Serious human rights violations continue
“The situation is made worse by the fact that individuals accused of committing serious human rights violations continue to hold powerful positions, including at the highest levels of government,” Rehman said.
He was specifically alluding to Ebrahim Raisi’s “selection” as the regime’s new president. Raisi’s candidacy was met with strong domestic opposition, with some referring to him as the “henchman of 1988,” referring to his role in a massacre of political prisoners that occurred in the summer of that year. A fatwa issued by then-Supreme Leader Ruhollah Khomeini declared members of Iran’s main opposition party, the People’s Mojahedin of Iran (PMOI / MEK Iran), to be enemies of God and ordered their systematic death.
Raisi was a member of Tehran’s “death commission”
Raisi was a member of Tehran’s “death commission” in June 1988, which was responsible for questioning detainees about their political ideas and associations, then passing death sentences for those who refused to show devotion to the religious rule. Death sentences were routinely handed down during “trials” that lasted only a minute or two, and several survivors of the slaughter have said that Raisi seemed particularly determined to cast a wide net in carrying out Khomeini’s orders.

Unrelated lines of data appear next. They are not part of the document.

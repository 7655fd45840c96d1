//! rangefield core: a dual-thumb range slider bound to a form field.
//!
//! This crate is UI-agnostic:
//! - `RangeValue` and the slider semantics (clamping, divisions, thumb ordering)
//! - `RangeField`: value lifecycle, change propagation, display-slot text
//! - `FieldHost`: the capability surface a form framework provides per field
//! - `FormFieldState` / `Form`: an in-memory host and field container
//! - TOML-loadable field and form descriptions
//!
//! Rendering lives in `rangefield-tui`.

pub mod config;
pub mod display;
pub mod error;
pub mod field;
pub mod form;
pub mod format;
pub mod host;
pub mod slider;
pub mod value;

pub use config::{CurrentOverrideArg, FieldConfig, FormConfig, Rgb, SliderConfig};
pub use display::{DisplayPolicy, DisplaySlot};
pub use error::{ConfigError, FormError};
pub use field::{Decoration, InteractionCallback, RangeField, SemanticFormatter, SlotLabel};
pub use form::{Form, FormEntry};
pub use format::{CompactFormat, FixedFormat, NumberFormat};
pub use host::{AutovalidateMode, FieldHost, FormFieldState, Validator, ValueTransformer};
pub use slider::Thumb;
pub use value::RangeValue;

#[cfg(test)]
mod tests {
    use super::*;

    /// Value types cross thread boundaries freely; field and host state
    /// hold boxed callbacks and stay on the UI thread.
    #[allow(dead_code)]
    fn assert_send_sync() {
        fn require_send<T: Send>() {}
        fn require_sync<T: Sync>() {}

        require_send::<RangeValue>();
        require_sync::<RangeValue>();
        require_send::<SliderConfig>();
        require_sync::<SliderConfig>();
        require_send::<FormConfig>();
        require_sync::<FormConfig>();
        require_send::<DisplayPolicy>();
        require_sync::<DisplayPolicy>();
    }

    /// Any host implementation can drive a field through a trait object.
    #[test]
    fn field_host_is_object_safe() {
        let field = RangeField::new("r", SliderConfig::new(0.0, 1.0));
        let mut state = FormFieldState::new("r");
        let host: &mut dyn FieldHost = &mut state;
        field.initialize(host);
        assert_eq!(host.value(), Some(RangeValue::collapsed(0.0)));
    }
}
//! Full range field: bordered decoration, slider, label row, helper/error line.
//!
//! ```text
//! ┌ Price * ─────────────────────────┐
//! │      from          to            │
//! │────●━━━━━━━━━━━━━━●──────────────│
//! │0         500 - 2.5K           5K │
//! │Drag or use h/l                   │
//! └──────────────────────────────────┘
//! ```

use ratatui::{
    buffer::Buffer,
    layout::Rect,
    style::Style,
    text::{Line, Span},
    widgets::{Block, Borders, Widget},
};
use rangefield_core::{FieldHost, FormFieldState, RangeField};

use crate::theme::Theme;
use crate::ui::widgets::label_row::{LabelRow, TextStyles, ValueWidgets};
use crate::ui::widgets::slider::{track_area, RangeSlider};

/// Per-field terminal presentation: slot styles and slot overrides.
#[derive(Default)]
pub struct FieldPresentation {
    pub styles: Option<TextStyles>,
    pub widgets: ValueWidgets,
}

/// Sub-areas of one rendered field.
#[derive(Debug, Clone, Copy, PartialEq, Eq)]
pub struct FieldAreas {
    pub outer: Rect,
    /// Indicator row plus track.
    pub slider: Rect,
    pub track: Rect,
    pub labels: Option<Rect>,
    pub footer: Option<Rect>,
}

fn footer_text<'a>(field: &'a RangeField, state: &'a FormFieldState) -> Option<&'a str> {
    state
        .error_text()
        .or(field.decoration().helper_text.as_deref())
}

/// Rows the field needs, borders included.
pub fn field_height(field: &RangeField, state: &FormFieldState) -> u16 {
    let labels = u16::from(!field.display_values().slots().is_empty());
    let footer = u16::from(footer_text(field, state).is_some());
    2 + 2 + labels + footer
}

pub fn field_areas(field: &RangeField, state: &FormFieldState, area: Rect) -> FieldAreas {
    let inner = Block::default().borders(Borders::ALL).inner(area);
    let mut rows = (inner.y..inner.bottom()).map(|y| Rect::new(inner.x, y, inner.width, 1));

    let indicator = rows.next();
    let track_row = rows.next();
    let slider = match (indicator, track_row) {
        (Some(top), Some(bottom)) => top.union(bottom),
        (Some(only), None) => only,
        _ => Rect::new(inner.x, inner.y, inner.width, 0),
    };
    let labels = if field.display_values().slots().is_empty() {
        None
    } else {
        rows.next()
    };
    let footer = footer_text(field, state).and_then(|_| rows.next());

    FieldAreas {
        outer: area,
        slider,
        track: track_area(slider),
        labels,
        footer,
    }
}

pub struct RangeFieldView<'a> {
    field: &'a RangeField,
    state: &'a FormFieldState,
    theme: &'a Theme,
    presentation: Option<&'a FieldPresentation>,
}

impl<'a> RangeFieldView<'a> {
    pub fn new(field: &'a RangeField, state: &'a FormFieldState, theme: &'a Theme) -> Self {
        Self {
            field,
            state,
            theme,
            presentation: None,
        }
    }

    pub fn presentation(mut self, presentation: Option<&'a FieldPresentation>) -> Self {
        self.presentation = presentation;
        self
    }

    fn title(&self) -> Line<'static> {
        let name = self
            .field
            .decoration()
            .label
            .clone()
            .unwrap_or_else(|| self.field.name().to_string());
        let style = self.theme.title(self.state.has_focus(), self.state.is_enabled());
        let mut spans = vec![Span::styled(format!(" {name} "), style)];
        if self.state.is_dirty() {
            spans.push(Span::styled("* ", Style::default().fg(self.theme.warning)));
        }
        if !self.state.is_enabled() {
            spans.push(Span::styled("(disabled) ", Style::default().fg(self.theme.muted)));
        }
        Line::from(spans)
    }
}

impl<'a> Widget for RangeFieldView<'a> {
    fn render(self, area: Rect, buf: &mut Buffer) {
        if area.is_empty() {
            return;
        }
        let areas = field_areas(self.field, self.state, area);
        let focused = self.state.has_focus();
        let enabled = self.state.is_enabled();

        Block::default()
            .borders(Borders::ALL)
            .border_style(self.theme.border(focused))
            .title(self.title())
            .style(Style::default().bg(self.theme.background))
            .render(area, buf);

        let value = self.field.value(self.state);
        RangeSlider::new(self.field.slider(), value, self.theme)
            .enabled(enabled)
            .selected(focused.then_some(self.field.active_thumb()))
            .indicator(self.field.value_indicator())
            .render(areas.slider, buf);

        if let Some(labels_area) = areas.labels {
            let slots = self.field.label_slots(value);
            let default_widgets = ValueWidgets::default();
            let (styles, widgets) = match self.presentation {
                Some(p) => (
                    p.styles.unwrap_or_else(|| TextStyles::new(self.theme.label_style())),
                    &p.widgets,
                ),
                None => (TextStyles::new(self.theme.label_style()), &default_widgets),
            };
            LabelRow::new(&slots, widgets, &styles).render(labels_area, buf);
        }

        if let Some(footer_area) = areas.footer {
            let (text, style) = match self.state.error_text() {
                Some(err) => (err, Style::default().fg(self.theme.negative)),
                None => (
                    footer_text(self.field, self.state).unwrap_or_default(),
                    Style::default().fg(self.theme.muted),
                ),
            };
            buf.set_stringn(
                footer_area.x,
                footer_area.y,
                text,
                usize::from(footer_area.width),
                style,
            );
        }
    }
}
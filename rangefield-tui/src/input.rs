//! Input dispatch: keyboard drives the focused field, the mouse drives
//! whichever track it lands on.

use crossterm::event::{KeyCode, KeyEvent, KeyEventKind, KeyModifiers, MouseButton, MouseEvent, MouseEventKind};

use crate::app::{ActiveDrag, AppState};
use crate::ui::form_layout;
use crate::ui::widgets::{field_areas, value_at_column};

/// Steps taken by the shifted movement keys.
const COARSE_STEPS: i32 = 10;

pub fn handle_key(app: &mut AppState, key: KeyEvent) {
    // Only handle key press events (Windows sends both Press and Release).
    if key.kind != KeyEventKind::Press {
        return;
    }

    let coarse = key.modifiers.contains(KeyModifiers::SHIFT);
    match key.code {
        KeyCode::Char('q') | KeyCode::Esc => app.running = false,
        KeyCode::Tab if coarse => app.form.focus_prev(),
        KeyCode::Tab | KeyCode::Char('j') | KeyCode::Down => app.form.focus_next(),
        KeyCode::BackTab | KeyCode::Char('k') | KeyCode::Up => app.form.focus_prev(),
        KeyCode::Char('h') => app.step_focused(-1),
        KeyCode::Char('l') => app.step_focused(1),
        KeyCode::Char('H') => app.step_focused(-COARSE_STEPS),
        KeyCode::Char('L') => app.step_focused(COARSE_STEPS),
        KeyCode::Left => app.step_focused(if coarse { -COARSE_STEPS } else { -1 }),
        KeyCode::Right => app.step_focused(if coarse { COARSE_STEPS } else { 1 }),
        KeyCode::Char(' ') => app.toggle_thumb(),
        KeyCode::Char('v') => app.cycle_display(),
        KeyCode::Char('s') => app.save(),
        KeyCode::Char('r') => app.reset(),
        KeyCode::Char('e') => app.toggle_form_enabled(),
        KeyCode::Char('d') => app.toggle_field_enabled(),
        _ => {}
    }
}

pub fn handle_mouse(app: &mut AppState, mouse: MouseEvent) {
    match mouse.kind {
        MouseEventKind::Down(MouseButton::Left) => press(app, mouse.column, mouse.row),
        MouseEventKind::Drag(MouseButton::Left) => drag(app, mouse.column),
        MouseEventKind::Up(MouseButton::Left) => release(app),
        _ => {}
    }
}

/// Field index and track under a terminal cell, if any.
fn hit_track(app: &AppState, column: u16, row: u16) -> Option<ActiveDrag> {
    let layout = form_layout(app.viewport, &app.form);
    app.form
        .entries()
        .iter()
        .zip(&layout.fields)
        .enumerate()
        .filter(|(_, (_, rect))| !rect.is_empty())
        .find_map(|(index, (entry, rect))| {
            let areas = field_areas(&entry.field, &entry.state, *rect);
            // The indicator row above the track counts as part of it.
            let hit = row >= areas.slider.y
                && row < areas.slider.bottom()
                && column >= areas.track.x
                && column < areas.track.right();
            hit.then_some(ActiveDrag {
                index,
                track: areas.track,
            })
        })
}

fn press(app: &mut AppState, column: u16, row: u16) {
    let Some(hit) = hit_track(app, column, row) else {
        return;
    };
    // A gesture left open on another field ends before this one starts.
    if app.drag.is_some_and(|active| active.index != hit.index) {
        release(app);
    }
    let grabbed = app
        .form
        .with_entry(hit.index, |field, state| {
            let target = value_at_column(field.slider(), hit.track, column);
            field.press(state, target)
        })
        .unwrap_or(false);
    // Focus moves only when the field asks for it; `with_entry` settles that.
    if grabbed {
        app.drag = Some(hit);
    }
}

fn drag(app: &mut AppState, column: u16) {
    let Some(active) = app.drag else {
        return;
    };
    app.form.with_entry(active.index, |field, state| {
        let target = value_at_column(field.slider(), active.track, column);
        field.update_interaction(state, target)
    });
}

fn release(app: &mut AppState) {
    if let Some(active) = app.drag.take() {
        app.form
            .with_entry(active.index, |field, state| field.end_interaction(state));
    }
}

#[cfg(test)]
mod tests {
    use super::*;
    use crate::test_helpers::sample_app;
    use std::cell::RefCell;
    use std::rc::Rc;

    use crossterm::event::KeyEventState;
    use ratatui::layout::Rect;
    use rangefield_core::{Form, RangeField, RangeValue, SliderConfig};

    fn press_key(code: KeyCode) -> KeyEvent {
        KeyEvent::new(code, KeyModifiers::NONE)
    }

    fn mouse(kind: MouseEventKind, column: u16, row: u16) -> MouseEvent {
        MouseEvent {
            kind,
            column,
            row,
            modifiers: KeyModifiers::NONE,
        }
    }

    #[test]
    fn test_quit_keys() {
        let mut app = sample_app();
        handle_key(&mut app, press_key(KeyCode::Char('q')));
        assert!(!app.running);

        let mut app = sample_app();
        handle_key(&mut app, press_key(KeyCode::Esc));
        assert!(!app.running);
    }

    #[test]
    fn test_release_events_are_ignored() {
        let mut app = sample_app();
        let key = KeyEvent {
            code: KeyCode::Char('q'),
            modifiers: KeyModifiers::NONE,
            kind: KeyEventKind::Release,
            state: KeyEventState::NONE,
        };
        handle_key(&mut app, key);
        assert!(app.running);
    }

    #[test]
    fn test_focus_navigation_wraps() {
        let mut app = sample_app();
        handle_key(&mut app, press_key(KeyCode::Tab));
        assert_eq!(app.form.focused(), Some(1));
        handle_key(&mut app, press_key(KeyCode::Char('j')));
        handle_key(&mut app, press_key(KeyCode::Char('j')));
        assert_eq!(app.form.focused(), Some(0));
        handle_key(&mut app, press_key(KeyCode::BackTab));
        assert_eq!(app.form.focused(), Some(2));
        assert!(!app.form.entries()[0].state.has_focus());
    }

    #[test]
    fn test_coarse_step() {
        let mut app = sample_app();
        handle_key(&mut app, press_key(KeyCode::Char('L')));
        assert_eq!(
            app.form.value("price").unwrap(),
            Some(RangeValue::new(1500.0, 2500.0))
        );
        handle_key(&mut app, press_key(KeyCode::Char('h')));
        assert_eq!(
            app.form.value("price").unwrap(),
            Some(RangeValue::new(1400.0, 2500.0))
        );
    }

    #[test]
    fn test_start_thumb_cannot_pass_end() {
        let mut app = sample_app();
        for _ in 0..5 {
            handle_key(&mut app, press_key(KeyCode::Char('L')));
        }
        assert_eq!(
            app.form.value("price").unwrap(),
            Some(RangeValue::new(2500.0, 2500.0))
        );
    }

    #[test]
    fn test_mouse_drag_on_ratio_track() {
        let mut app = sample_app();
        app.viewport = Rect::new(0, 0, 42, 30);
        let layout = form_layout(app.viewport, &app.form);
        let ratio = &app.form.entries()[1];
        let track = field_areas(&ratio.field, &ratio.state, layout.fields[1]).track;
        assert_eq!(track.width, 40);

        // Ratio starts at (0, 0); the press lands to the right so the end
        // thumb takes it.
        handle_mouse(&mut app, mouse(MouseEventKind::Down(MouseButton::Left), track.x + 32, track.y));
        assert_eq!(app.form.focused(), Some(1));
        assert_eq!(app.form.entries()[1].field.dragging(), Some(rangefield_core::Thumb::End));

        handle_mouse(&mut app, mouse(MouseEventKind::Drag(MouseButton::Left), track.right() + 5, track.y));
        handle_mouse(&mut app, mouse(MouseEventKind::Up(MouseButton::Left), track.right() + 5, track.y));

        assert_eq!(app.drag, None);
        assert_eq!(app.form.entries()[1].field.dragging(), None);
        assert_eq!(app.form.value("ratio").unwrap(), Some(RangeValue::new(0.0, 1.0)));
    }

    #[test]
    fn test_press_leaves_focus_alone_without_request() {
        let mut app = sample_app();
        app.viewport = Rect::new(0, 0, 42, 30);
        let layout = form_layout(app.viewport, &app.form);
        let rating = &app.form.entries()[2];
        assert!(!rating.field.should_request_focus());
        let track = field_areas(&rating.field, &rating.state, layout.fields[2]).track;

        handle_mouse(&mut app, mouse(MouseEventKind::Down(MouseButton::Left), track.right() - 1, track.y));

        assert_eq!(app.form.entries()[2].field.dragging(), Some(rangefield_core::Thumb::End));
        assert!(!app.form.entries()[2].state.has_focus());
        assert_eq!(app.form.focused(), Some(0));
        assert!(app.form.entries()[0].state.has_focus());
    }

    #[test]
    fn test_press_on_other_field_ends_open_gesture() {
        let ends = Rc::new(RefCell::new(Vec::new()));
        let sink = Rc::clone(&ends);
        let mut form = Form::new();
        form.register(
            RangeField::new("ratio", SliderConfig::new(0.0, 1.0))
                .on_change_end(Box::new(move |v| sink.borrow_mut().push(v))),
        )
        .unwrap();
        form.register(RangeField::new("rating", SliderConfig::new(0.0, 1.0)))
            .unwrap();
        form.initialize();
        let mut app = AppState::new(form, "two");
        app.viewport = Rect::new(0, 0, 42, 20);
        let layout = form_layout(app.viewport, &app.form);
        let ratio = &app.form.entries()[0];
        let ratio_track = field_areas(&ratio.field, &ratio.state, layout.fields[0]).track;
        let rating = &app.form.entries()[1];
        let rating_track = field_areas(&rating.field, &rating.state, layout.fields[1]).track;

        handle_mouse(&mut app, mouse(MouseEventKind::Down(MouseButton::Left), ratio_track.right() - 1, ratio_track.y));
        assert_eq!(app.drag.map(|d| d.index), Some(0));

        // No Up in between: the ratio gesture must still close.
        handle_mouse(&mut app, mouse(MouseEventKind::Down(MouseButton::Left), rating_track.x, rating_track.y));

        assert_eq!(app.drag.map(|d| d.index), Some(1));
        assert_eq!(app.form.entries()[0].field.dragging(), None);
        assert_eq!(*ends.borrow(), vec![RangeValue::new(0.0, 1.0)]);
    }

    #[test]
    fn test_click_outside_tracks_does_nothing() {
        let mut app = sample_app();
        app.viewport = Rect::new(0, 0, 42, 30);
        handle_mouse(&mut app, mouse(MouseEventKind::Down(MouseButton::Left), 5, 0));
        assert_eq!(app.drag, None);
        assert!(!app.form.is_dirty());
    }
}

Mr. Rehman stated that the regime had attempted to remove any proof of the 1988 massacre over the last few years. “My mandate is concerned about the high number of acts of retaliation carried out by security and intelligence agencies against victims’ families, human rights defenders, lawyers, journalists, and others who call for accountability,” says the report.
An open letter with six other UN human rights experts
Rehman had signed an open letter with six other UN human rights experts more than a year prior, urging regime authorities to halt the harassment and embrace a policy of transparency on the 1988 massacre.
The UN General Assembly expressed “grave concern” in December 1988 about “a renewed pattern of executions in the period July-September 1988” targeting detainees “due to their political convictions,” according to the letter. The General Assembly, the Security Council, and the Human Rights Commission were subsequently chastised for failing to follow up. “The failure of these bodies to act had a devastating impact on the survivors and their families, as well as on the general situation of human rights in Iran,” the experts wrote. “It emboldened Iran to continue to conceal the fate of the victims and to maintain a strategy of deflection and denial that continues to this day.”
Tehran established its impunity in November 2019
This “devastating impact” was most seen when Tehran established its impunity in November 2019, and for several months afterward, by cracking down on dissent in the aftermath of a countrywide revolt.
Over 1,500 people were killed as authorities opened fire on crowds in numerous locations. Around the same time, at least 12,000 more people were arrested, and many of them were subjected to various forms of torture over the course of several months. Ebrahim Raisi, the head of the judiciary at the time, was telling.
The lack of an international response
Raisi now serves as the regime’s president. The regime concluded that Raisi’s legitimacy and conduct would not be substantially questioned on the international stage due to the lack of an international response.
Since then, the Iranian Resistance has organized a number of events and released a number of declarations demanding for the United Nations to establish a formal commission of inquiry into the 1988 massacre, and for major culprits such as Raisi to be prosecuted in accordance with its findings. That prosecution might take place in the International Criminal Court in response to a UN Security Council resolution, or it could be pursued unilaterally by any country that asserts universal jurisdiction.